As soul food evolves, so does its essence
I made my very first pot of gumbo with an abridged set of ingredients in my boyfriend’s kitchen here in Davis, miles away from the family kitchens and recipes I grew up with. I compensated for the lack of okra, fresh seafood and other essentials I couldn’t find — it was rather disheartening just how little selection there was in three whole stores — with love. The key ingredient of love fueled by nostalgia and heritage was even more essential in this particular pot than it would be at cookouts back home because it was so different from what I am accustomed to. My spirit needed this nourishment to get through my first winter away from home, but what I didn’t anticipate after eating and conversing with the friends I fed was that my soul needed a little searching too. It made me really think about what soul food has traditionally meant, what it’s evolving to be in the advent of new social changes and how the two will coincide to define the future of soul food. In reflecting upon my particular relationship with soul food, I started thinking about the already established opinions of it that polarize the discussion around soul food as either an epidemic or epicurean practice.

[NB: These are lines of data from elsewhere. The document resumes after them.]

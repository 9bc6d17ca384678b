//! Sphere primitive for ray tracing.

use std::sync::Arc;

use crate::{
    hittable::{HitRecord, Hittable},
    Material, Ray,
};
use lumen_math::{Interval, Vec3};

/// A sphere primitive.
///
/// A negative radius keeps the same surface but flips the normal inward,
/// which is how a hollow glass shell is modelled (an outer sphere plus an
/// inner one with negative radius).
pub struct Sphere {
    center: Vec3,
    radius: f32,
    material: Arc<dyn Material>,
}

impl Sphere {
    /// Create a new sphere. The material may be shared with other primitives.
    pub fn new(center: Vec3, radius: f32, material: Arc<dyn Material>) -> Self {
        Self {
            center,
            radius,
            material,
        }
    }

    fn record<'a>(&'a self, ray: &Ray, t: f32) -> HitRecord<'a> {
        let p = ray.point_at(t);
        HitRecord {
            t,
            p,
            // Signed by radius
            normal: (p - self.center) / self.radius,
            material: self.material.as_ref(),
        }
    }
}

impl Hittable for Sphere {
    fn hit<'a>(&'a self, ray: &Ray, ray_t: Interval) -> Option<HitRecord<'a>> {
        let oc = ray.origin() - self.center;
        let a = ray.direction().dot(ray.direction());
        let b = oc.dot(ray.direction());
        let c = oc.dot(oc) - self.radius * self.radius;

        let discriminant = b * b - a * c;
        if discriminant <= 0.0 {
            return None;
        }

        let sqrtd = discriminant.sqrt();

        // Nearest root first, then the far one
        let near = (-b - sqrtd) / a;
        if ray_t.surrounds(near) {
            return Some(self.record(ray, near));
        }
        let far = (-b + sqrtd) / a;
        if ray_t.surrounds(far) {
            return Some(self.record(ray, far));
        }

        None
    }
}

Soul food is something I and many African Americans and Southerners have grown up with in their households, folklore and media. It’s a ritual that preserves family history while passing it on to the next generation — a bond through food that transcends time. It’s so damn good, yet so damn life-threatening. The juxtaposition between the delicacies and dangers of soul food influences the conversation around it as society and culture change. Some argue that continuing to eat such rich and fatty food is hurting the community’s health, while others raise the point that, if soul food is abandoned, then so is the tradition that accompanies it.
This discourse is nothing new, yet in a strange sense it feels like the conversation has only begun. This is mainly because it’s a personal subject rooted in pains and pleasures kept secret out of either shame or half-knowledge about the consequences associated with eating unhealthily. Is soul food an inherently destructive aspect of the culture or an irreplaceable component of it?
For many it’s something existing simultaneously between both of these realities. This, along with the representations of soul food and the people who eat it, are dynamic ideas that are not new but are continually being presented in new ways. Analyzing past and present manifestations of soul food will define how we will come to know it in the future, whether by the same traditional means or by new, healthier alternatives. Soul food consumption is a house divided in a struggle between communion and congestive heart failure.
Vegan soul food is an option that over the years has started to gain traction as a viable alternative. This is especially true in the case of Stuff I Eat, a vegan soul food restaurant in Inglewood established in 2008 by Babette Davis, known as Chef B. Her restaurant was featured in a BuzzFeed video two years ago which described her as someone “inspiring the community to understand food they love in a broader context” by providing healthy but familiar dishes. Her food is uniquely hers with a touch of tradition. On top of that, Chef B continues to serve her community with healthy foods that otherwise would not be readily accessible in the neighborhood.
Establishments like these, along with “neo-soul food” cook books, are the future of soul food. New ideas should constantly be created to help further the progress already accomplished. Davis is big on sustainability and health consciousness, yet it seems that these initiatives take a back seat to efficiency. For all the vegan restaurants in Davis, not one specializes in vegan soul food. This is a huge market being missed out on by restaurateurs and one that can help maintain tradition in innovative ways for the Davis community, just as Chef B did for Inglewood.
As UC Davis Professor Kimberly D. Nettles-Barcelon concluded in her article “Saving Soul Food,” “We must begin to work collectively to bring about changes in the food system that will enable us to reclaim our food cultures in ways that honor our roots. Only in this way can we feed both body and soul without causing harm.”